We recognize that the gene expression signature we identified through meta-analysis could be tissue- and disease stage-specific. We had restricted our selection criteria to include only studies performed on whole blood of human sepsis; this approach could reduce the heterogeneity in host response signatures due to various tissue types. However, the time of sample/data collection for each study varied, which could influence the precise patterns of temporal gene expression. This remained as one of the limitations of our study arising from the challenge of finding sufficient number of studies available in GEO for stratifying patients into more homogeneous populations.

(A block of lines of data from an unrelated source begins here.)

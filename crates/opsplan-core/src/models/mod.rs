//! Data models for plans, tasks, actions and the activity log.
//!
//! This module contains the core domain entities of the plan-execution
//! engine. Display implementations live in [`crate::display::models`] to keep
//! data structures separate from presentation logic.
//!
//! # Ownership
//!
//! Each [`Task`] is exclusively owned by one [`Plan`] and each [`ActionItem`]
//! by one task; [`ActivityEntry`] records reference a plan by id but do not
//! own it. Entities carry their invariants in doc comments; the functions in
//! [`crate::lifecycle`] are the only code that mutates statuses.

pub mod action;
pub mod activity;
pub mod criterion;
pub mod filters;
pub mod plan;
pub mod status;
pub mod summary;
pub mod task;

#[cfg(test)]
mod tests;

// Re-export all public types at the models level
pub use action::ActionItem;
pub use activity::{ActivityEntry, ActivityKind};
pub use criterion::SuccessCriterion;
pub use filters::PlanFilter;
pub use plan::{ImpactProjection, OriginKind, Plan, PlanOrigin};
pub use status::{
    ActionStatus, Disposition, PlanOutcome, PlanStatus, Priority, StopReason, TaskStatus,
};
pub use summary::PlanSummary;
pub use task::{ImpactSnapshot, Task};
//! Row mapping helpers shared by the query modules.
//!
//! Column lists here define the canonical SELECT order for each table; the
//! matching `*_from_row` function maps a row in exactly that order. Nested
//! value objects (origin, success criteria, projected impact, system impact)
//! round-trip through their JSON text columns with serde.

use std::str::FromStr;

use jiff::Timestamp;
use rusqlite::{types::Type, Row};
use serde::de::DeserializeOwned;
use serde::Serialize;

use crate::models::{
    ActionItem, ActionStatus, ActivityEntry, ActivityKind, Plan, PlanOutcome, PlanStatus, Priority,
    StopReason, Task, TaskStatus,
};

pub(super) const PLAN_COLUMNS: &str = "id, name, status, outcome, priority, progress, \
     shift_context, created_by, target_completion, origin, projected_impact, success_criteria, \
     stop_reason, stop_notes, completion_notes, created_at, updated_at";

pub(super) const TASK_COLUMNS: &str = "id, plan_id, title, status, assignee, due_time, \
     started_at, completed_at, tradeoff, system_impact, position, created_at, updated_at";

pub(super) const ACTION_COLUMNS: &str = "id, task_id, entity_kind, entity_name, action_kind, \
     target, status, actual, applied_at, position";

pub(super) const ACTIVITY_COLUMNS: &str = "id, plan_id, kind, message, at";

/// Wraps a text-decoding failure so it surfaces as a rusqlite conversion
/// error carrying the offending column index.
fn conversion_error(
    index: usize,
    source: impl std::error::Error + Send + Sync + 'static,
) -> rusqlite::Error {
    rusqlite::Error::FromSqlConversionFailure(index, Type::Text, Box::new(source))
}

fn invalid_text(index: usize, message: String) -> rusqlite::Error {
    conversion_error(
        index,
        std::io::Error::new(std::io::ErrorKind::InvalidData, message),
    )
}

/// Parses an enum stored as lowercase text.
fn parse_enum<T>(index: usize, value: String, what: &str) -> rusqlite::Result<T>
where
    T: FromStr,
{
    value
        .parse::<T>()
        .map_err(|_| invalid_text(index, format!("Invalid {what}: {value}")))
}

fn parse_opt_enum<T>(index: usize, value: Option<String>, what: &str) -> rusqlite::Result<Option<T>>
where
    T: FromStr,
{
    value.map(|v| parse_enum(index, v, what)).transpose()
}

fn parse_timestamp(index: usize, value: String) -> rusqlite::Result<Timestamp> {
    value
        .parse::<Timestamp>()
        .map_err(|e| conversion_error(index, e))
}

fn parse_opt_timestamp(index: usize, value: Option<String>) -> rusqlite::Result<Option<Timestamp>> {
    value.map(|v| parse_timestamp(index, v)).transpose()
}

/// Decodes a JSON text column into its value object.
fn parse_json<T: DeserializeOwned>(index: usize, value: String) -> rusqlite::Result<T> {
    serde_json::from_str(&value).map_err(|e| conversion_error(index, e))
}

fn parse_opt_json<T: DeserializeOwned>(
    index: usize,
    value: Option<String>,
) -> rusqlite::Result<Option<T>> {
    value.map(|v| parse_json(index, v)).transpose()
}

/// Encodes a value object for storage in a JSON text column.
pub(super) fn to_json<T: Serialize>(value: &T) -> crate::error::Result<String> {
    Ok(serde_json::to_string(value)?)
}

pub(super) fn to_opt_json<T: Serialize>(value: Option<&T>) -> crate::error::Result<Option<String>> {
    value.map(|v| to_json(v)).transpose()
}

/// Maps a plans row selected with [`PLAN_COLUMNS`]. Tasks are not loaded
/// here; callers attach them afterwards.
pub(super) fn plan_from_row(row: &Row<'_>) -> rusqlite::Result<Plan> {
    Ok(Plan {
        id: row.get::<_, i64>(0)? as u64,
        name: row.get(1)?,
        status: parse_enum::<PlanStatus>(2, row.get(2)?, "plan status")?,
        outcome: parse_opt_enum::<PlanOutcome>(3, row.get(3)?, "plan outcome")?,
        priority: parse_enum::<Priority>(4, row.get(4)?, "priority")?,
        progress: row.get::<_, i64>(5)? as u8,
        shift_context: row.get(6)?,
        created_by: row.get(7)?,
        target_completion: parse_opt_timestamp(8, row.get(8)?)?,
        origin: parse_opt_json(9, row.get(9)?)?,
        projected_impact: parse_opt_json(10, row.get(10)?)?,
        success_criteria: parse_json(11, row.get(11)?)?,
        tasks: Vec::new(),
        stop_reason: parse_opt_enum::<StopReason>(12, row.get(12)?, "stop reason")?,
        stop_notes: row.get(13)?,
        completion_notes: row.get(14)?,
        created_at: parse_timestamp(15, row.get(15)?)?,
        updated_at: parse_timestamp(16, row.get(16)?)?,
    })
}

/// Maps a tasks row selected with [`TASK_COLUMNS`]. Actions are attached by
/// the caller.
pub(super) fn task_from_row(row: &Row<'_>) -> rusqlite::Result<Task> {
    Ok(Task {
        id: row.get::<_, i64>(0)? as u64,
        plan_id: row.get::<_, i64>(1)? as u64,
        title: row.get(2)?,
        status: parse_enum::<TaskStatus>(3, row.get(3)?, "task status")?,
        assignee: row.get(4)?,
        due_time: parse_opt_timestamp(5, row.get(5)?)?,
        started_at: parse_opt_timestamp(6, row.get(6)?)?,
        completed_at: parse_opt_timestamp(7, row.get(7)?)?,
        actions: Vec::new(),
        tradeoff: row.get(8)?,
        system_impact: parse_opt_json(9, row.get(9)?)?,
        position: row.get::<_, i64>(10)? as u32,
        created_at: parse_timestamp(11, row.get(11)?)?,
        updated_at: parse_timestamp(12, row.get(12)?)?,
    })
}

/// Maps an actions row selected with [`ACTION_COLUMNS`].
pub(super) fn action_from_row(row: &Row<'_>) -> rusqlite::Result<ActionItem> {
    Ok(ActionItem {
        id: row.get::<_, i64>(0)? as u64,
        task_id: row.get::<_, i64>(1)? as u64,
        entity_kind: row.get(2)?,
        entity_name: row.get(3)?,
        action_kind: row.get(4)?,
        target: row.get(5)?,
        status: parse_enum::<ActionStatus>(6, row.get(6)?, "action status")?,
        actual: row.get(7)?,
        applied_at: parse_opt_timestamp(8, row.get(8)?)?,
        position: row.get::<_, i64>(9)? as u32,
    })
}

/// Maps an activity row selected with [`ACTIVITY_COLUMNS`].
pub(super) fn activity_from_row(row: &Row<'_>) -> rusqlite::Result<ActivityEntry> {
    Ok(ActivityEntry {
        id: row.get::<_, i64>(0)? as u64,
        plan_id: row.get::<_, i64>(1)? as u64,
        kind: parse_enum::<ActivityKind>(2, row.get(2)?, "activity kind")?,
        message: row.get(3)?,
        at: parse_timestamp(4, row.get(4)?)?,
    })
}
//! Tests for the pure lifecycle state machine, run against in-memory
//! entities with fixed clocks.

use jiff::Timestamp;

use super::{plan_fsm, progress::progress, resolver, task_fsm};
use crate::error::BoardError;
use crate::models::{
    ActionItem, ActionStatus, Disposition, OriginKind, Plan, PlanOutcome, PlanStatus, Priority,
    StopReason, SuccessCriterion, Task, TaskStatus,
};

fn t0() -> Timestamp {
    "2025-06-01T08:00:00Z".parse().unwrap()
}

fn t1() -> Timestamp {
    "2025-06-01T09:30:00Z".parse().unwrap()
}

fn make_task(id: u64, status: TaskStatus) -> Task {
    Task {
        id,
        plan_id: 1,
        title: format!("Task {id}"),
        status,
        assignee: None,
        due_time: None,
        started_at: match status {
            TaskStatus::InProgress | TaskStatus::Done => Some(t0()),
            _ => None,
        },
        completed_at: match status {
            TaskStatus::Done => Some(t0()),
            _ => None,
        },
        actions: Vec::new(),
        tradeoff: None,
        system_impact: None,
        position: id as u32,
        created_at: t0(),
        updated_at: t0(),
    }
}

fn make_action(id: u64, task_id: u64, status: ActionStatus) -> ActionItem {
    ActionItem {
        id,
        task_id,
        entity_kind: "station".to_string(),
        entity_name: format!("station-{id}"),
        action_kind: "reassign".to_string(),
        target: "packing".to_string(),
        status,
        actual: match status {
            ActionStatus::Applied => Some("packing".to_string()),
            ActionStatus::Pending => None,
        },
        applied_at: match status {
            ActionStatus::Applied => Some(t0()),
            ActionStatus::Pending => None,
        },
        position: 0,
    }
}

fn make_plan(status: PlanStatus, tasks: Vec<Task>) -> Plan {
    Plan {
        id: 1,
        name: "Stabilize line 3".to_string(),
        status,
        outcome: None,
        priority: Priority::High,
        progress: progress(&tasks),
        shift_context: "day".to_string(),
        created_by: "lead-a".to_string(),
        target_completion: None,
        success_criteria: Vec::new(),
        tasks,
        origin: None,
        projected_impact: None,
        stop_reason: None,
        stop_notes: None,
        completion_notes: None,
        created_at: t0(),
        updated_at: t0(),
    }
}

// ---------------------------------------------------------------------------
// Progress calculator
// ---------------------------------------------------------------------------

#[test]
fn test_progress_empty_task_list_is_zero() {
    assert_eq!(progress(&[]), 0);
}

#[test]
fn test_progress_rounds_to_nearest_percent() {
    let tasks = vec![
        make_task(1, TaskStatus::Done),
        make_task(2, TaskStatus::InProgress),
        make_task(3, TaskStatus::Todo),
    ];
    assert_eq!(progress(&tasks), 33);

    let tasks = vec![
        make_task(1, TaskStatus::Done),
        make_task(2, TaskStatus::Done),
        make_task(3, TaskStatus::Todo),
    ];
    assert_eq!(progress(&tasks), 67);
}

#[test]
fn test_progress_all_done_is_hundred() {
    let tasks = vec![make_task(1, TaskStatus::Done), make_task(2, TaskStatus::Done)];
    assert_eq!(progress(&tasks), 100);
}

#[test]
fn test_progress_ignores_incomplete_tasks() {
    let tasks = vec![
        make_task(1, TaskStatus::Done),
        make_task(2, TaskStatus::Incomplete),
    ];
    assert_eq!(progress(&tasks), 50);
}

// ---------------------------------------------------------------------------
// Task state machine
// ---------------------------------------------------------------------------

#[test]
fn test_start_stamps_started_at() {
    let mut task = make_task(1, TaskStatus::Todo);
    task_fsm::start(&mut task, t1()).unwrap();

    assert_eq!(task.status, TaskStatus::InProgress);
    assert_eq!(task.started_at, Some(t1()));
    assert_eq!(task.completed_at, None);
}

#[test]
fn test_start_rejected_when_already_started() {
    for status in [TaskStatus::InProgress, TaskStatus::Done, TaskStatus::Incomplete] {
        let mut task = make_task(1, status);
        let before = task.clone();
        assert!(matches!(
            task_fsm::start(&mut task, t1()).unwrap_err(),
            BoardError::InvalidTransition { .. }
        ));
        assert_eq!(task, before);
    }
}

#[test]
fn test_complete_from_in_progress() {
    let mut task = make_task(1, TaskStatus::InProgress);
    task_fsm::complete(&mut task, t1()).unwrap();

    assert_eq!(task.status, TaskStatus::Done);
    assert_eq!(task.started_at, Some(t0()));
    assert_eq!(task.completed_at, Some(t1()));
}

#[test]
fn test_complete_from_todo_is_implicit_start() {
    let mut task = make_task(1, TaskStatus::Todo);
    task_fsm::complete(&mut task, t1()).unwrap();

    assert_eq!(task.status, TaskStatus::Done);
    assert_eq!(task.started_at, Some(t1()));
    assert_eq!(task.completed_at, Some(t1()));
}

#[test]
fn test_complete_rejected_from_terminal_statuses() {
    for status in [TaskStatus::Done, TaskStatus::Incomplete] {
        let mut task = make_task(1, status);
        assert!(matches!(
            task_fsm::complete(&mut task, t1()).unwrap_err(),
            BoardError::InvalidTransition { .. }
        ));
    }
}

#[test]
fn test_apply_status_rejects_backwards_and_incomplete() {
    let mut task = make_task(1, TaskStatus::InProgress);
    assert!(matches!(
        task_fsm::apply_status(&mut task, TaskStatus::Todo, t1()).unwrap_err(),
        BoardError::InvalidTransition { .. }
    ));
    assert!(matches!(
        task_fsm::apply_status(&mut task, TaskStatus::Incomplete, t1()).unwrap_err(),
        BoardError::InvalidTransition { .. }
    ));
    assert_eq!(task.status, TaskStatus::InProgress);
}

#[test]
fn test_toggle_action_applies_and_stamps() {
    let mut task = make_task(1, TaskStatus::InProgress);
    task.actions.push(make_action(10, 1, ActionStatus::Pending));

    task_fsm::toggle_action(&mut task, 10, t1()).unwrap();

    let action = &task.actions[0];
    assert_eq!(action.status, ActionStatus::Applied);
    assert_eq!(action.actual.as_deref(), Some("packing"));
    assert_eq!(action.applied_at, Some(t1()));
}

#[test]
fn test_toggle_action_is_self_inverse() {
    let mut task = make_task(1, TaskStatus::Todo);
    task.actions.push(make_action(10, 1, ActionStatus::Pending));
    let before = task.actions[0].clone();

    task_fsm::toggle_action(&mut task, 10, t1()).unwrap();
    task_fsm::toggle_action(&mut task, 10, t1()).unwrap();

    assert_eq!(task.actions[0], before);
}

#[test]
fn test_toggle_action_rejected_on_done_task() {
    let mut task = make_task(1, TaskStatus::Done);
    task.actions.push(make_action(10, 1, ActionStatus::Pending));
    let before = task.actions[0].clone();

    assert!(matches!(
        task_fsm::toggle_action(&mut task, 10, t1()).unwrap_err(),
        BoardError::InvalidTransition { .. }
    ));
    assert_eq!(task.actions[0], before);
}

#[test]
fn test_toggle_action_unknown_id() {
    let mut task = make_task(1, TaskStatus::Todo);
    assert!(matches!(
        task_fsm::toggle_action(&mut task, 99, t1()).unwrap_err(),
        BoardError::ActionNotFound { id: 99 }
    ));
}

// ---------------------------------------------------------------------------
// Plan transitions
// ---------------------------------------------------------------------------

#[test]
fn test_execute_draft_sets_target_completion() {
    let mut plan = make_plan(PlanStatus::Draft, vec![]);
    plan_fsm::execute_draft(&mut plan, t1()).unwrap();

    assert_eq!(plan.status, PlanStatus::Active);
    let expected: Timestamp = "2025-06-01T13:30:00Z".parse().unwrap();
    assert_eq!(plan.target_completion, Some(expected));
}

#[test]
fn test_execute_draft_rejected_from_other_statuses() {
    for status in [
        PlanStatus::Active,
        PlanStatus::Completed,
        PlanStatus::Partial,
        PlanStatus::Abandoned,
    ] {
        let mut plan = make_plan(status, vec![]);
        let before = plan.clone();
        assert!(matches!(
            plan_fsm::execute_draft(&mut plan, t1()).unwrap_err(),
            BoardError::InvalidTransition { .. }
        ));
        assert_eq!(plan, before);
    }
}

#[test]
fn test_stop_with_no_done_tasks_is_abandoned() {
    let mut plan = make_plan(
        PlanStatus::Active,
        vec![make_task(1, TaskStatus::Todo), make_task(2, TaskStatus::InProgress)],
    );

    let status = plan_fsm::stop_plan(&mut plan, StopReason::NotWorking, None, t1()).unwrap();

    assert_eq!(status, PlanStatus::Abandoned);
    assert_eq!(plan.status, PlanStatus::Abandoned);
    assert_eq!(plan.outcome, Some(PlanOutcome::Abandoned));
    assert_eq!(plan.stop_reason, Some(StopReason::NotWorking));
}

#[test]
fn test_stop_with_done_task_is_partial() {
    let mut plan = make_plan(
        PlanStatus::Active,
        vec![make_task(1, TaskStatus::Done), make_task(2, TaskStatus::Todo)],
    );

    plan_fsm::stop_plan(&mut plan, StopReason::Priority, Some("notes".to_string()), t1())
        .unwrap();

    assert_eq!(plan.status, PlanStatus::Partial);
    assert_eq!(plan.outcome, Some(PlanOutcome::Partial));
    assert_eq!(plan.stop_notes.as_deref(), Some("notes"));
}

#[test]
fn test_stop_rejected_on_draft() {
    let mut plan = make_plan(PlanStatus::Draft, vec![]);
    assert!(matches!(
        plan_fsm::stop_plan(&mut plan, StopReason::Other, None, t1()).unwrap_err(),
        BoardError::InvalidTransition { .. }
    ));
}

// ---------------------------------------------------------------------------
// Completion resolver
// ---------------------------------------------------------------------------

#[test]
fn test_assess_counts_unfinished_work() {
    let mut t2 = make_task(2, TaskStatus::InProgress);
    t2.actions.push(make_action(10, 2, ActionStatus::Pending));
    t2.actions.push(make_action(11, 2, ActionStatus::Applied));

    let mut plan = make_plan(
        PlanStatus::Active,
        vec![make_task(1, TaskStatus::Done), t2, make_task(3, TaskStatus::Todo)],
    );
    plan.success_criteria = vec![
        SuccessCriterion { text: "Throughput above 90%".to_string(), met: true },
        SuccessCriterion::new("Queue below 10"),
    ];

    let a = resolver::assess(&plan);
    assert_eq!(a.pending_actions, 1);
    assert_eq!(a.open_tasks, 2);
    assert_eq!(a.unmet_criteria, 1);
    assert_eq!(a.total_criteria, 2);
    assert!(a.incomplete_work());
    assert!(!a.is_full_success());
}

#[test]
fn test_full_success_requires_nonempty_criteria() {
    // All tasks done, no criteria defined: never a full success.
    let plan = make_plan(PlanStatus::Active, vec![make_task(1, TaskStatus::Done)]);
    let a = resolver::assess(&plan);
    assert!(!a.incomplete_work());
    assert!(!a.is_full_success());
}

#[test]
fn test_complete_disposition_rejected_with_incomplete_work() {
    let mut plan = make_plan(
        PlanStatus::Active,
        vec![make_task(1, TaskStatus::Done), make_task(2, TaskStatus::Todo)],
    );
    let before = plan.clone();

    let err =
        resolver::resolve_completion(&mut plan, Disposition::Complete, None, t1()).unwrap_err();

    match err {
        BoardError::IncompleteWork { open_tasks, .. } => assert_eq!(open_tasks, 1),
        other => panic!("Expected IncompleteWork, got {other:?}"),
    }
    assert_eq!(plan, before);
}

#[test]
fn test_complete_disposition_full_success() {
    let mut plan = make_plan(PlanStatus::Active, vec![make_task(1, TaskStatus::Done)]);
    plan.success_criteria = vec![SuccessCriterion {
        text: "Line recovered".to_string(),
        met: true,
    }];

    let carryover =
        resolver::resolve_completion(&mut plan, Disposition::Complete, None, t1()).unwrap();

    assert!(carryover.is_none());
    assert_eq!(plan.status, PlanStatus::Completed);
    assert_eq!(plan.outcome, Some(PlanOutcome::Success));
}

#[test]
fn test_close_disposition_partial_outcome_and_incomplete_stamping() {
    let mut plan = make_plan(
        PlanStatus::Active,
        vec![make_task(1, TaskStatus::Done), make_task(2, TaskStatus::InProgress)],
    );

    let carryover = resolver::resolve_completion(
        &mut plan,
        Disposition::Close,
        Some("ran out of shift".to_string()),
        t1(),
    )
    .unwrap();

    assert!(carryover.is_none());
    assert_eq!(plan.status, PlanStatus::Completed);
    assert_eq!(plan.outcome, Some(PlanOutcome::Partial));
    assert_eq!(plan.completion_notes.as_deref(), Some("ran out of shift"));
    assert_eq!(plan.tasks[0].status, TaskStatus::Done);
    assert_eq!(plan.tasks[1].status, TaskStatus::Incomplete);
}

#[test]
fn test_follow_on_carries_non_done_tasks_and_pending_actions() {
    // The 3-task scenario: T1 done, T2 in-progress, T3 todo, 1 unmet criterion.
    let mut t2 = make_task(2, TaskStatus::InProgress);
    t2.actions.push(make_action(10, 2, ActionStatus::Pending));
    t2.actions.push(make_action(11, 2, ActionStatus::Applied));
    let mut plan = make_plan(
        PlanStatus::Active,
        vec![make_task(1, TaskStatus::Done), t2, make_task(3, TaskStatus::Todo)],
    );
    plan.success_criteria = vec![SuccessCriterion::new("Queue below 10")];
    assert_eq!(plan.progress, 33);

    let draft = resolver::resolve_completion(&mut plan, Disposition::FollowOn, None, t1())
        .unwrap()
        .expect("follow-on must produce a draft");

    // (non-done tasks) + (unmet criteria)
    assert_eq!(draft.tasks.len(), 3);
    assert_eq!(draft.tasks[0].title, "Task 2");
    assert_eq!(draft.tasks[1].title, "Task 3");
    assert_eq!(draft.tasks[2].title, "Address criterion: Queue below 10");
    assert!(draft.tasks[2].actions.is_empty());

    // Only the pending action carries forward.
    assert_eq!(draft.tasks[0].actions.len(), 1);
    assert_eq!(draft.tasks[0].actions[0].entity_name, "station-10");

    assert!(!draft.activate_immediately);
    assert_eq!(draft.name, "Follow-on: Stabilize line 3");
    assert_eq!(draft.shift_context, "day");
    assert_eq!(draft.created_by, "lead-a");
    let origin = draft.origin.expect("carryover draft carries an origin");
    assert_eq!(origin.kind, OriginKind::FollowOn);
    assert_eq!(origin.source, "1");

    // Source still closes as completed/partial.
    assert_eq!(plan.status, PlanStatus::Completed);
    assert_eq!(plan.outcome, Some(PlanOutcome::Partial));
}

#[test]
fn test_handoff_advances_shift_and_reassigns_creator() {
    let mut plan = make_plan(PlanStatus::Active, vec![make_task(1, TaskStatus::Todo)]);

    let draft = resolver::resolve_completion(&mut plan, Disposition::Handoff, None, t1())
        .unwrap()
        .expect("handoff must produce a draft");

    assert_eq!(draft.name, "Handoff: Stabilize line 3");
    assert_eq!(draft.shift_context, "swing");
    assert_eq!(draft.created_by, "next-shift-lead");
    assert_eq!(draft.origin.unwrap().kind, OriginKind::Handoff);
}

#[test]
fn test_resolve_rejected_on_non_active_plan() {
    for status in [PlanStatus::Draft, PlanStatus::Completed, PlanStatus::Abandoned] {
        let mut plan = make_plan(status, vec![]);
        assert!(matches!(
            resolver::resolve_completion(&mut plan, Disposition::Close, None, t1()).unwrap_err(),
            BoardError::InvalidTransition { .. }
        ));
    }
}
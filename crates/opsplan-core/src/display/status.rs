//! Status and confirmation message types for operation feedback.

use std::fmt;

/// Wrapper type for displaying operation confirmation messages.
pub struct OperationStatus {
    pub message: String,
    pub success: bool,
}

impl OperationStatus {
    /// Create a new success status.
    pub fn success(message: String) -> Self {
        Self {
            message,
            success: true,
        }
    }

    /// Create a new failure status.
    pub fn failure(message: String) -> Self {
        Self {
            message,
            success: false,
        }
    }
}

impl fmt::Display for OperationStatus {
    fn fmt(&self, f: &mut fmt::Formatter<'_>) -> fmt::Result {
        writeln!(
            f,
            "{} {}",
            if self.success { "Success:" } else { "Error:" },
            self.message
        )
    }
}

#[cfg(test)]
mod tests {
    use super::*;

    #[test]
    fn test_operation_status_display() {
        let success = OperationStatus::success("Plan executed".to_string());
        assert!(format!("{success}").contains("Success:"));

        let failure = OperationStatus::failure("Plan not found".to_string());
        assert!(format!("{failure}").contains("Error:"));
    }
}
use opsplan_core::BoardBuilder;
use tempfile::TempDir;

/// Helper function to create a test board
pub async fn create_test_board() -> (TempDir, opsplan_core::Board) {
    let temp_dir = TempDir::new().expect("Failed to create temp dir");
    let db_path = temp_dir.path().join("test.db");
    let board = BoardBuilder::new()
        .with_database_path(Some(&db_path))
        .build()
        .await
        .expect("Failed to create board");
    (temp_dir, board)
}
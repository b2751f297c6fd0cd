use std::path::PathBuf;

use clap::{Parser, Subcommand};

use crate::cli::{PlanCommands, TaskCommands};

/// Main command-line interface for the opsplan execution board
///
/// Opsplan manages operational intervention plans for a running system:
/// plans group ordered tasks, tasks group discrete actions, and the board
/// tracks each plan from draft through execution to a recorded outcome,
/// including handing unfinished work to the next shift.
#[derive(Parser)]
#[command(version, about, name = "opsplan")]
pub struct Args {
    /// Path to the SQLite database file. Defaults to
    /// $XDG_DATA_HOME/opsplan/opsplan.db
    #[arg(long, global = true)]
    pub database_file: Option<PathBuf>,

    /// Disable colored output and use plain text
    #[arg(long, global = true)]
    pub no_color: bool,

    #[command(subcommand)]
    pub command: Option<Commands>,
}

/// Available commands for the opsplan CLI
///
/// The CLI is organized into two command categories:
/// - `plan`: lifecycle operations on whole plans (create, execute, stop,
///   complete, ...)
/// - `task`: operations on tasks and their actions within a plan
#[derive(Subcommand)]
pub enum Commands {
    /// Manage plans
    #[command(alias = "p")]
    Plan {
        #[command(subcommand)]
        command: PlanCommands,
    },
    /// Manage tasks within plans
    #[command(alias = "t")]
    Task {
        #[command(subcommand)]
        command: TaskCommands,
    },
}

3.3. Candidate Genes Differentially Expressed in Lysosome and Cytoskeleton Pathways

Given that lysosome and cytoskeleton were novel pathways for sepsis and among the most significantly upregulated in our study, we further examined individual genes dysregulated in these 2 pathways, the relation/interaction among them and their utilities as potential biomarkers for sepsis. We identified significantly upregulated genes in both the lysosome (a) and cytoskeleton (b) pathways across multiple studies by comparing the mean of average expression of each gene in the group of sepsis patients relative to the controls. Both the −log values and fold changes are displayed for the top 15 genes most significantly upregulated across studies (Table 3). Interestingly, genes encoding multiple lysosomal acid hydrolases including serine protease cathepsin A (CTSA) and aspartic proteases cathepsin D (CTSD), galactosidase, alpha (GLA), and sulfatase (GNS) as well as the major (LAMP1 and LAMP2) and minor (SORT1 and LAPTM4B) lysosomal membrane proteins are among the top dysregulated molecules. Additionally, vacuolar ATPase (ATP6AP1), which is responsible for proton transport, was also activated leading to acidification, which then activates hydrolytic enzymes [35]. Overall, these findings suggested that the lysosomal activities were increased in human sepsis (Figures 3 and 4). According to our search of the PubMatrix database (http://pubmatrix.grc.nia.nih.gov/), 9 out of the 15 upregulated genes in the lysosome pathway (including GLA, CD63, GNS, and LAMP2) and 7 in the cytoskeleton pathway (including CD14, integrins, and MAPK1) have been reported in the literature associated with search terms “sepsis,” “severe sepsis,” or “septic shock” (Table 3).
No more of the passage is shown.